1) Adopt a new sleep position: Changing your position can help break the psychological association between snoring and the way you usually sleep.
Falling asleep on your side, as opposed to your back, is more likely to reduce snoring as it can weaken the body’s physical ability to snore.
2) Avoid drinking alcohol: When you consume alcohol, it causes the muscles in your body to relax, including in your throat and mouth.
During sleep, this makes it harder for oxygen to reach your lungs, resulting in more vibrations and an increased likelihood of snoring.
3) Invest in an anti-snore pillow: What you sleep on can have a huge impact on your quality of shut eye.
Silentnight’s Luxury Anti-Snore Pillow, £19.99, is tested by the British Snoring and Sleep Apnoea Association, which found it reduced snoring frequency and volume by roughly 50 per cent by positioning your head in a way that improves breathing.

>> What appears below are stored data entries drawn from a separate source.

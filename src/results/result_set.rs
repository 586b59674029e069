use std::collections::HashMap;
use std::sync::Arc;

use serde::de::DeserializeOwned;

use super::row::{CustomDbRow, index_columns};
use crate::error::SqlGatewayError;
use crate::types::RowValues;

/// A result set from a database query
///
/// This struct represents the rows returned by a statement together with the
/// column names they share.
#[derive(Debug, Clone, Default)]
pub struct ResultSet {
    /// The rows returned by the query
    pub results: Vec<CustomDbRow>,
    /// Column names shared by all rows (to avoid duplicating in each row)
    column_names: Option<Arc<Vec<String>>>,
    column_index_cache: Option<Arc<HashMap<String, usize>>>,
}

impl ResultSet {
    /// Create a new result set with a known capacity
    #[must_use]
    pub fn with_capacity(capacity: usize) -> ResultSet {
        ResultSet {
            results: Vec::with_capacity(capacity),
            column_names: None,
            column_index_cache: None,
        }
    }

    /// Set the column names for this result set (to be shared by all rows)
    pub fn set_column_names(&mut self, column_names: Arc<Vec<String>>) {
        self.column_index_cache = Some(Arc::new(index_columns(&column_names)));
        self.column_names = Some(column_names);
    }

    /// Get the column names for this result set
    #[must_use]
    pub fn get_column_names(&self) -> Option<&Arc<Vec<String>>> {
        self.column_names.as_ref()
    }

    /// Add a row to the result set. Rows added before column names are set are dropped.
    pub fn add_row_values(&mut self, row_values: Vec<RowValues>) {
        if let (Some(column_names), Some(cache)) = (&self.column_names, &self.column_index_cache) {
            self.results.push(CustomDbRow {
                column_names: column_names.clone(),
                rows: row_values,
                column_index_cache: cache.clone(),
            });
        }
    }

    #[must_use]
    pub fn len(&self) -> usize {
        self.results.len()
    }

    #[must_use]
    pub fn is_empty(&self) -> bool {
        self.results.is_empty()
    }

    /// Decode every row into `T` through its JSON object form.
    ///
    /// # Errors
    /// Returns `SqlGatewayError::DecodeError` naming the first row that does not fit `T`.
    pub fn decode<T: DeserializeOwned>(&self) -> Result<Vec<T>, SqlGatewayError> {
        self.results
            .iter()
            .enumerate()
            .map(|(idx, row)| {
                serde_json::from_value(row.to_json()).map_err(|e| {
                    SqlGatewayError::DecodeError(format!("row {idx}: {e}"))
                })
            })
            .collect()
    }
}

impl serde::Serialize for ResultSet {
    fn serialize<S: serde::Serializer>(&self, serializer: S) -> Result<S::Ok, S::Error> {
        serializer.collect_seq(self.results.iter())
    }
}
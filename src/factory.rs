use std::sync::Arc;
use std::sync::atomic::{AtomicU64, Ordering};
use std::time::Duration;

use deadpool_libsql::libsql::{Builder, Connection, Database};
use deadpool_libsql::{Manager, Object, Pool};

use crate::config::{DbConfig, Target};
use crate::error::SqlGatewayError;
use crate::types::Profile;

/// Open/close counters for the connections handed out by one factory.
#[derive(Debug, Default)]
pub struct ConnectionStats {
    opened: AtomicU64,
    closed: AtomicU64,
}

/// Point-in-time copy of [`ConnectionStats`].
#[derive(Debug, Clone, Copy, PartialEq, Eq)]
pub struct ConnectionCounts {
    pub opened: u64,
    pub closed: u64,
}

impl ConnectionCounts {
    /// Connections opened and not yet closed.
    #[must_use]
    pub fn in_use(&self) -> u64 {
        self.opened.saturating_sub(self.closed)
    }
}

impl ConnectionStats {
    #[must_use]
    pub fn snapshot(&self) -> ConnectionCounts {
        ConnectionCounts {
            opened: self.opened.load(Ordering::SeqCst),
            closed: self.closed.load(Ordering::SeqCst),
        }
    }
}

/// Produces connections to the configured backing store.
///
/// Each [`Lease`] is one logical open; dropping it is the matching close.
#[derive(Clone)]
pub struct ConnectionFactory {
    pool: Pool,
    target: Target,
    busy_timeout: Duration,
    stats: Arc<ConnectionStats>,
}

impl std::fmt::Debug for ConnectionFactory {
    fn fmt(&self, f: &mut std::fmt::Formatter<'_>) -> std::fmt::Result {
        f.debug_struct("ConnectionFactory")
            .field("profile", &self.target.profile())
            .field("stats", &self.stats.snapshot())
            .finish_non_exhaustive()
    }
}

impl ConnectionFactory {
    /// Build a factory for `profile`, or for the profile named by `config`.
    ///
    /// # Errors
    /// Returns `SqlGatewayError::ConfigError` when the profile cannot be resolved, and
    /// `SqlGatewayError::ConnectionError` when the store cannot be reached.
    pub async fn connect(
        config: &DbConfig,
        profile: Option<Profile>,
    ) -> Result<Self, SqlGatewayError> {
        let target = config.resolve(profile)?;
        Self::for_target(target, config.pool_size, config.busy_timeout).await
    }

    pub(crate) async fn for_target(
        target: Target,
        pool_size: usize,
        busy_timeout: Duration,
    ) -> Result<Self, SqlGatewayError> {
        let db = open_database(&target).await?;
        let manager = Manager::from_libsql_database(db);
        let pool = Pool::builder(manager)
            .max_size(pool_size.max(1))
            .build()
            .map_err(|e| {
                SqlGatewayError::ConnectionError(format!("Failed to create libsql pool: {e}"))
            })?;

        // Test the connection
        let conn = pool.get().await.map_err(|e| {
            SqlGatewayError::ConnectionError(format!("Failed to get libsql connection: {e}"))
        })?;
        if matches!(target, Target::Local(_)) {
            // WAL keeps readers unblocked while a transaction holds the write lock
            run_pragma(&conn, "PRAGMA journal_mode = WAL").await;
        }
        drop(conn);

        tracing::debug!(profile = %target.profile(), pool_size, "connection factory ready");
        Ok(Self {
            pool,
            target,
            busy_timeout,
            stats: Arc::new(ConnectionStats::default()),
        })
    }

    #[must_use]
    pub fn profile(&self) -> Profile {
        self.target.profile()
    }

    #[must_use]
    pub fn stats(&self) -> ConnectionCounts {
        self.stats.snapshot()
    }

    pub(crate) fn target(&self) -> &Target {
        &self.target
    }

    pub(crate) fn busy_timeout(&self) -> Duration {
        self.busy_timeout
    }

    /// Lease one connection for a logical operation.
    ///
    /// # Errors
    /// Returns `SqlGatewayError::PoolError` if no connection can be obtained.
    pub async fn open(&self) -> Result<Lease, SqlGatewayError> {
        let conn = self
            .pool
            .get()
            .await
            .map_err(|e| SqlGatewayError::PoolError(e.to_string()))?;
        if matches!(self.target, Target::Local(_)) {
            let pragma = format!("PRAGMA busy_timeout = {}", self.busy_timeout.as_millis());
            run_pragma(&conn, &pragma).await;
        }
        self.stats.opened.fetch_add(1, Ordering::SeqCst);
        Ok(Lease {
            conn: Some(conn),
            stats: Arc::clone(&self.stats),
        })
    }
}

/// Best-effort pragma; stepping the rows forces execution on local connections.
async fn run_pragma(conn: &Connection, pragma: &str) {
    match conn.query(pragma, ()).await {
        Ok(mut rows) => {
            let _ = rows.next().await;
        }
        Err(e) => tracing::debug!(pragma, error = %e, "pragma ignored"),
    }
}

async fn open_database(target: &Target) -> Result<Database, SqlGatewayError> {
    match target {
        Target::Local(opts) => Builder::new_local(opts.path.clone())
            .build()
            .await
            .map_err(|e| {
                SqlGatewayError::ConnectionError(format!(
                    "Failed to open local libsql database `{}`: {e}",
                    opts.path
                ))
            }),
        Target::Remote(opts) => Builder::new_remote(opts.url.clone(), opts.auth_token.clone())
            .build()
            .await
            .map_err(|e| {
                SqlGatewayError::ConnectionError(format!(
                    "Failed to create remote libsql database: {e}"
                ))
            }),
    }
}

/// One open connection, owned by exactly one logical operation.
pub struct Lease {
    conn: Option<Object>,
    stats: Arc<ConnectionStats>,
}

impl Lease {
    /// The underlying libsql connection.
    ///
    /// # Errors
    /// Returns `SqlGatewayError::ConnectionError` after the lease was discarded.
    pub fn connection(&self) -> Result<&Connection, SqlGatewayError> {
        self.conn
            .as_deref()
            .ok_or_else(|| SqlGatewayError::ConnectionError("connection discarded".into()))
    }

    /// Close the connection without returning it to the pool.
    ///
    /// Used when the connection may still hold an unfinished transaction.
    pub fn discard(mut self) {
        if let Some(conn) = self.conn.take() {
            drop(Object::take(conn));
        }
    }
}

impl Drop for Lease {
    fn drop(&mut self) {
        // never hand a connection with an open transaction back to the pool
        if let Some(conn) = self.conn.take_if(|conn| !conn.is_autocommit()) {
            tracing::warn!("connection still inside a transaction; discarding it");
            drop(Object::take(conn));
        }
        self.stats.closed.fetch_add(1, Ordering::SeqCst);
    }
}
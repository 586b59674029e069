use deadpool_libsql::libsql::Value;

use crate::types::RowValues;

/// Container for libsql parameters
pub struct Params(pub Vec<Value>);

impl Params {
    /// Convert from a slice of `RowValues` to libsql parameters
    #[must_use]
    pub fn convert(params: &[RowValues]) -> Params {
        Params(params.iter().map(to_libsql_value).collect())
    }

    /// Get a reference to the underlying parameter array
    #[must_use]
    pub fn as_slice(&self) -> &[Value] {
        &self.0
    }

    /// Convert to owned vector for use with libsql API
    #[must_use]
    pub fn into_vec(self) -> Vec<Value> {
        self.0
    }
}

fn to_libsql_value(param: &RowValues) -> Value {
    match param {
        RowValues::Int(i) => Value::Integer(*i),
        RowValues::Float(f) => Value::Real(*f),
        RowValues::Text(s) => Value::Text(s.clone()),
        RowValues::Bool(b) => Value::Integer(i64::from(*b)),
        RowValues::Timestamp(dt) => Value::Text(dt.format("%F %T%.f").to_string()),
        RowValues::Null => Value::Null,
        RowValues::JSON(jval) => Value::Text(jval.to_string()),
        RowValues::Blob(bytes) => Value::Blob(bytes.clone()),
    }
}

4) Practice healthy sleep habits: Going to bed at the same time every day, getting a full eight hours’ sleep and ensuring you stay hydrated throughout the day all help reduce your risk of snoring and increase your quality of sleep.
5) Try mouth exercises: In the same way as going to the gym improves your arm or leg muscles, repeatedly moving your tongue and parts of your mouth for ten minutes every day has been found to reduce snoring by almost 60 per cent.
The Sleep Foundation has information on the best mouth stretches.